[Saved entries]

------------------------------------------------------------------------

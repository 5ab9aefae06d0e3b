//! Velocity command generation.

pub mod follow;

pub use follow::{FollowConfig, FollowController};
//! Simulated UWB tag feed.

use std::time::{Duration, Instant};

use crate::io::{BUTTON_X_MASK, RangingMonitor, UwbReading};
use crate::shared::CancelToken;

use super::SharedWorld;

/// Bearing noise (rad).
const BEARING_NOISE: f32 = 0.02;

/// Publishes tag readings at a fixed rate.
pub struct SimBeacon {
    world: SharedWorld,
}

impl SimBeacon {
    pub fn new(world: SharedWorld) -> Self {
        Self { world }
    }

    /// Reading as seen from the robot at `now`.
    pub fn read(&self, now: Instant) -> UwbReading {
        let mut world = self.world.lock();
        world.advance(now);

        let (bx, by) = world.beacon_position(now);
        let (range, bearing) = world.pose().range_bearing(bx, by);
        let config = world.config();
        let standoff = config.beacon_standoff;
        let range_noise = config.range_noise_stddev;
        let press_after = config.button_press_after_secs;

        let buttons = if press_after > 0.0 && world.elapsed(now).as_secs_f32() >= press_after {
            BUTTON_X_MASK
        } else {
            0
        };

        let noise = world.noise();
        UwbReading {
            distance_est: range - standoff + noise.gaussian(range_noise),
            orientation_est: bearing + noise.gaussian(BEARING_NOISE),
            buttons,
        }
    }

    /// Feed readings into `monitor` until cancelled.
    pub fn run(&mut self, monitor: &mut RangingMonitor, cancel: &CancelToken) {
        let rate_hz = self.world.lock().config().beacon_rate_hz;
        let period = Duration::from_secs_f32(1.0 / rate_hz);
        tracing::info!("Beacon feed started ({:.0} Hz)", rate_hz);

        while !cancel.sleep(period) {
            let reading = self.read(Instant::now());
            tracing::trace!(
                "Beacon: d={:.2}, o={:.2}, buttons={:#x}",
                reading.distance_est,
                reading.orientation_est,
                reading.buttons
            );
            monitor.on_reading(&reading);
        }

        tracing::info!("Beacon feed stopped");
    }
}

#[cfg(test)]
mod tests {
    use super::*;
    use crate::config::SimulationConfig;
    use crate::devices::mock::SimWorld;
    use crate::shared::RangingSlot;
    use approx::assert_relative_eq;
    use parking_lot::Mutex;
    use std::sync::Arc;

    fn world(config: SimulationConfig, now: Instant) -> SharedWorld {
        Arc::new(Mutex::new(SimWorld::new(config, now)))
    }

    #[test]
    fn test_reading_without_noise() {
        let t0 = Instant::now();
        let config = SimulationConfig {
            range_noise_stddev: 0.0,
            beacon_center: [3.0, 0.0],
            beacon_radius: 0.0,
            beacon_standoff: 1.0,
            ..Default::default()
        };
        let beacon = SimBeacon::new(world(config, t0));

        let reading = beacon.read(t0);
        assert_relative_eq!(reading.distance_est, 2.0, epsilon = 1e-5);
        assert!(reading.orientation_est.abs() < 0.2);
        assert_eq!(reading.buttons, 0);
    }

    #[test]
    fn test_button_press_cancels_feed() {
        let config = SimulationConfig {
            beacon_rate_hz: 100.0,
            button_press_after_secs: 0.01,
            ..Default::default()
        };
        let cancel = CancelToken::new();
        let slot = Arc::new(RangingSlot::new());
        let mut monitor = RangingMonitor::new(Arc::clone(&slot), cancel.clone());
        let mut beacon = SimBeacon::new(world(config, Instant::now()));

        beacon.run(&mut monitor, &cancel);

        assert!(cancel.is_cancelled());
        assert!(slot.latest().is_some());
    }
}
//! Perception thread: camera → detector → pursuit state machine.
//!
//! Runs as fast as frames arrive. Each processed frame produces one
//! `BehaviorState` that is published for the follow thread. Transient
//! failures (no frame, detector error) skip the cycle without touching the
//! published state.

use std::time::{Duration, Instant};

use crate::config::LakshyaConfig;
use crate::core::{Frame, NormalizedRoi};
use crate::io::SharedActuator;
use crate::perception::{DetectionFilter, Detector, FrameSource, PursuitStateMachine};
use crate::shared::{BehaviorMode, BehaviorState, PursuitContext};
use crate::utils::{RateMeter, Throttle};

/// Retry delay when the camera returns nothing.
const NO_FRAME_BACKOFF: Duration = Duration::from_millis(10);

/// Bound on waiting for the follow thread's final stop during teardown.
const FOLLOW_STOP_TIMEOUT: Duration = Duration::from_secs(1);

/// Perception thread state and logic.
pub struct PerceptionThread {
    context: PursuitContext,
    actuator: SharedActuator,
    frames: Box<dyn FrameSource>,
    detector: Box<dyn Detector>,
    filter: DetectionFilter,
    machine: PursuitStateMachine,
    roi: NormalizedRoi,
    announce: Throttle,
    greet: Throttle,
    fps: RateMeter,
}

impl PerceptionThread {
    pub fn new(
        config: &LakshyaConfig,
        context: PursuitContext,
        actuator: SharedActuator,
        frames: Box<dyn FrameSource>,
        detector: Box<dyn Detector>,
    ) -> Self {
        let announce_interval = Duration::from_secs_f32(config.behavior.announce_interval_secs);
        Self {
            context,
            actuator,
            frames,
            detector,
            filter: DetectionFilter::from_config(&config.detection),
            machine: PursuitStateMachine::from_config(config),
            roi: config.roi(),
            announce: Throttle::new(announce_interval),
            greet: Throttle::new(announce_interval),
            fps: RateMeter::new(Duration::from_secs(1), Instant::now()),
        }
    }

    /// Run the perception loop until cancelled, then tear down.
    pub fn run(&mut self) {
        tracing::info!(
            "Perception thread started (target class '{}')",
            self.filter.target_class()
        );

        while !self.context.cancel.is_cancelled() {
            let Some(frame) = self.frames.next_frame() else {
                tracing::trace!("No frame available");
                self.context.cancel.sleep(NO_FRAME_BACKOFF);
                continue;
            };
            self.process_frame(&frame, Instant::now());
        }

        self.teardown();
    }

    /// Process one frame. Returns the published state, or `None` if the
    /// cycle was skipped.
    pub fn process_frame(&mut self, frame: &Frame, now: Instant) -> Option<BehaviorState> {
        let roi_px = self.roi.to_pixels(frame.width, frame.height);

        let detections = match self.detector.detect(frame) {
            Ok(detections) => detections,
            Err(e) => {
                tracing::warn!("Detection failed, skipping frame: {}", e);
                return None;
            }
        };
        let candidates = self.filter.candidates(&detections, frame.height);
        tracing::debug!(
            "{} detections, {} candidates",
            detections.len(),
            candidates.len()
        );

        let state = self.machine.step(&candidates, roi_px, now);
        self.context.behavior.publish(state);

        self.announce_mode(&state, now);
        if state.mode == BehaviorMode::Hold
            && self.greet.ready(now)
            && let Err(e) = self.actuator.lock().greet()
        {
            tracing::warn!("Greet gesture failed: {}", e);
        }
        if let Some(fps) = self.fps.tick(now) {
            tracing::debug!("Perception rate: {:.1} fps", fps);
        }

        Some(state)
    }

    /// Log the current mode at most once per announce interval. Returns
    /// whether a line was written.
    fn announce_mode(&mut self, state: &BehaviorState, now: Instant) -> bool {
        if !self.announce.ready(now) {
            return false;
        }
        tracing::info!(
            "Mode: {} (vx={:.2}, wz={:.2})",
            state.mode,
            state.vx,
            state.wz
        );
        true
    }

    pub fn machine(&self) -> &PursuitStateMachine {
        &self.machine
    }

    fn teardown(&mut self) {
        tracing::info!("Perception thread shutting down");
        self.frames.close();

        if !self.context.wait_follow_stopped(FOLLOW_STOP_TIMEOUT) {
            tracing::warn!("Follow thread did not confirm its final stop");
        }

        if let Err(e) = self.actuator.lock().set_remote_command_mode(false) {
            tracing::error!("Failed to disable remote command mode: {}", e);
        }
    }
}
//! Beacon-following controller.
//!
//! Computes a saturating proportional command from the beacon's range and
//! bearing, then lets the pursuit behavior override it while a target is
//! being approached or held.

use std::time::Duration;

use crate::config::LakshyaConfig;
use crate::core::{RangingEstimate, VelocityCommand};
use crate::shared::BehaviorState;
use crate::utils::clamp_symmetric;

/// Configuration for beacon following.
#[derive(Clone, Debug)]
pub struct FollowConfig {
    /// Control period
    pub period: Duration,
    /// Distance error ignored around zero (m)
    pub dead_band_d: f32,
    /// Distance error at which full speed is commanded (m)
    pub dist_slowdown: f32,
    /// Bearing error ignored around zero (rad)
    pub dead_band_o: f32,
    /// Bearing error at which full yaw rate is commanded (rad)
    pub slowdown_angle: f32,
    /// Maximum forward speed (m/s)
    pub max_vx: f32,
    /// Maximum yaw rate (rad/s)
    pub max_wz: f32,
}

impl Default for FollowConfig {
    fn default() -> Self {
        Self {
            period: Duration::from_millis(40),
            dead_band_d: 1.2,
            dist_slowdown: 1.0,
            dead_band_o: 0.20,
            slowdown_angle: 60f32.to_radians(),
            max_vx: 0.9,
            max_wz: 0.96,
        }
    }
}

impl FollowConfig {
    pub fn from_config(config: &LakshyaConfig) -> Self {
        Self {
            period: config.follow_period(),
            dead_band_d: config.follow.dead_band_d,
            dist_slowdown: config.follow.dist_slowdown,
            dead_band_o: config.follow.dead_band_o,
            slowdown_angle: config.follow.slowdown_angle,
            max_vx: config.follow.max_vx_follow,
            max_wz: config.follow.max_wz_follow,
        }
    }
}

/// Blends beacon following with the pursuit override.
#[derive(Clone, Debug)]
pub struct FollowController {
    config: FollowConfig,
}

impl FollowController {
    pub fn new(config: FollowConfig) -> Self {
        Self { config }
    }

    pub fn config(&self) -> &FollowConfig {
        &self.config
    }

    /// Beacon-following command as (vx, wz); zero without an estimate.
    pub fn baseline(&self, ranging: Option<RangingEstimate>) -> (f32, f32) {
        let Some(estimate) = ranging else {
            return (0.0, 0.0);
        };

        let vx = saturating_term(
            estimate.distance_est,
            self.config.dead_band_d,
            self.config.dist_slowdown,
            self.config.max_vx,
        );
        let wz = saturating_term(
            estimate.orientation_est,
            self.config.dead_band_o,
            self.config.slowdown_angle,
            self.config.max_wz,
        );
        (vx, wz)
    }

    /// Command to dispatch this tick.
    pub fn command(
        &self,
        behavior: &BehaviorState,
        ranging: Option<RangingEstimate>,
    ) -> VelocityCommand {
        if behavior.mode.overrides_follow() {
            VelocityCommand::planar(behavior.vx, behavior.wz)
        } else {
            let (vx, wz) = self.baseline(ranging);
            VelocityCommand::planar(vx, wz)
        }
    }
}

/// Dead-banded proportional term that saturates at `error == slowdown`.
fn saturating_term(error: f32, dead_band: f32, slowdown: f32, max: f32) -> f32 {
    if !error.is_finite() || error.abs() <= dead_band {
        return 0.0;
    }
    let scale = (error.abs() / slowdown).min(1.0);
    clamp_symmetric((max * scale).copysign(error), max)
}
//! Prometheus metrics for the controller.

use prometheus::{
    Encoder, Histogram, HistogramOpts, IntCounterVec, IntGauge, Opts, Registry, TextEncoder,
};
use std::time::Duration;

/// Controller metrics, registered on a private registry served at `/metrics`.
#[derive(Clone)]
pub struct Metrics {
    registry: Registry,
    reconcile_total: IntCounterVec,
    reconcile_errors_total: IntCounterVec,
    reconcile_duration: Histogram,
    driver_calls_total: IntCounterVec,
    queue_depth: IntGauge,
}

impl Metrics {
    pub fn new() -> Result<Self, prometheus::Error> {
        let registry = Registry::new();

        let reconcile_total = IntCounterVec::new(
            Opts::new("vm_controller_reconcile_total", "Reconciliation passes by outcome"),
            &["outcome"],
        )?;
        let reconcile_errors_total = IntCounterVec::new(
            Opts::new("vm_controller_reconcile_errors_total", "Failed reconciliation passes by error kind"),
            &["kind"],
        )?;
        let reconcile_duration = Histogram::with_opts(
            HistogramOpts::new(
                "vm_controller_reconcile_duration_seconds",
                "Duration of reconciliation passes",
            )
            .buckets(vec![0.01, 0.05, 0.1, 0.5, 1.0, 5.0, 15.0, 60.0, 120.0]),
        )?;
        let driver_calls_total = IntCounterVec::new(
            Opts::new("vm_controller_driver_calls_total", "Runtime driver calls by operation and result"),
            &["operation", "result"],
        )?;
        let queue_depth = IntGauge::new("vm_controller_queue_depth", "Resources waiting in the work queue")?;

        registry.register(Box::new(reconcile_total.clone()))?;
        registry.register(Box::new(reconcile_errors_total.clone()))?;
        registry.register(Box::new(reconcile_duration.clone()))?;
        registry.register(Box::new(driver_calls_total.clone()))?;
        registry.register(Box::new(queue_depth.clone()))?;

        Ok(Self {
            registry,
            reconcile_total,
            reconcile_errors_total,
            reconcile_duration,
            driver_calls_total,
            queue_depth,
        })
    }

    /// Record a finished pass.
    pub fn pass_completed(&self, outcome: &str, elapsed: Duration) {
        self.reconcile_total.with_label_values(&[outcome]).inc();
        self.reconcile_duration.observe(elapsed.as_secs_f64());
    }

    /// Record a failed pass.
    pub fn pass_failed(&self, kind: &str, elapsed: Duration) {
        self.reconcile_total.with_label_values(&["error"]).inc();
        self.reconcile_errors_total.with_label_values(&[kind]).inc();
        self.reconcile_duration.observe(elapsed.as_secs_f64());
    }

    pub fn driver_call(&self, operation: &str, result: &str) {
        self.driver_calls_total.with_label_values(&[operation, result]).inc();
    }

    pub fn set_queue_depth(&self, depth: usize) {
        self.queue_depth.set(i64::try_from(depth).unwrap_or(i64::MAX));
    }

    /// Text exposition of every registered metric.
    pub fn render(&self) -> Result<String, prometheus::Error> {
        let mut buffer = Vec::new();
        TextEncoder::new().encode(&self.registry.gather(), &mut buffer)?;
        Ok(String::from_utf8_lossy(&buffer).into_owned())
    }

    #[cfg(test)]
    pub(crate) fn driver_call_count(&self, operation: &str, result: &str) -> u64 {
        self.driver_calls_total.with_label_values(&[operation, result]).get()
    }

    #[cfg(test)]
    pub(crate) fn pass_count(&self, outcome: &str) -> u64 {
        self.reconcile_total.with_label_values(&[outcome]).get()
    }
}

------------------------------------------------------------------------

◆ Exercise requirements ◆
Taking the line with "let detections = match" as the first and the line with "if let Some(fps)" as the last, retype that stretch of the data above exactly, with no other lines.

◆ Result of this exercise ◆
        let detections = match self.detector.detect(frame) {
            Ok(detections) => detections,
            Err(e) => {
                tracing::warn!("Detection failed, skipping frame: {}", e);
                return None;
            }
        };
        let candidates = self.filter.candidates(&detections, frame.height);
        tracing::debug!(
            "{} detections, {} candidates",
            detections.len(),
            candidates.len()
        );

        let state = self.machine.step(&candidates, roi_px, now);
        self.context.behavior.publish(state);

        self.announce_mode(&state, now);
        if state.mode == BehaviorMode::Hold
            && self.greet.ready(now)
            && let Err(e) = self.actuator.lock().greet()
        {
            tracing::warn!("Greet gesture failed: {}", e);
        }
        if let Some(fps) = self.fps.tick(now) {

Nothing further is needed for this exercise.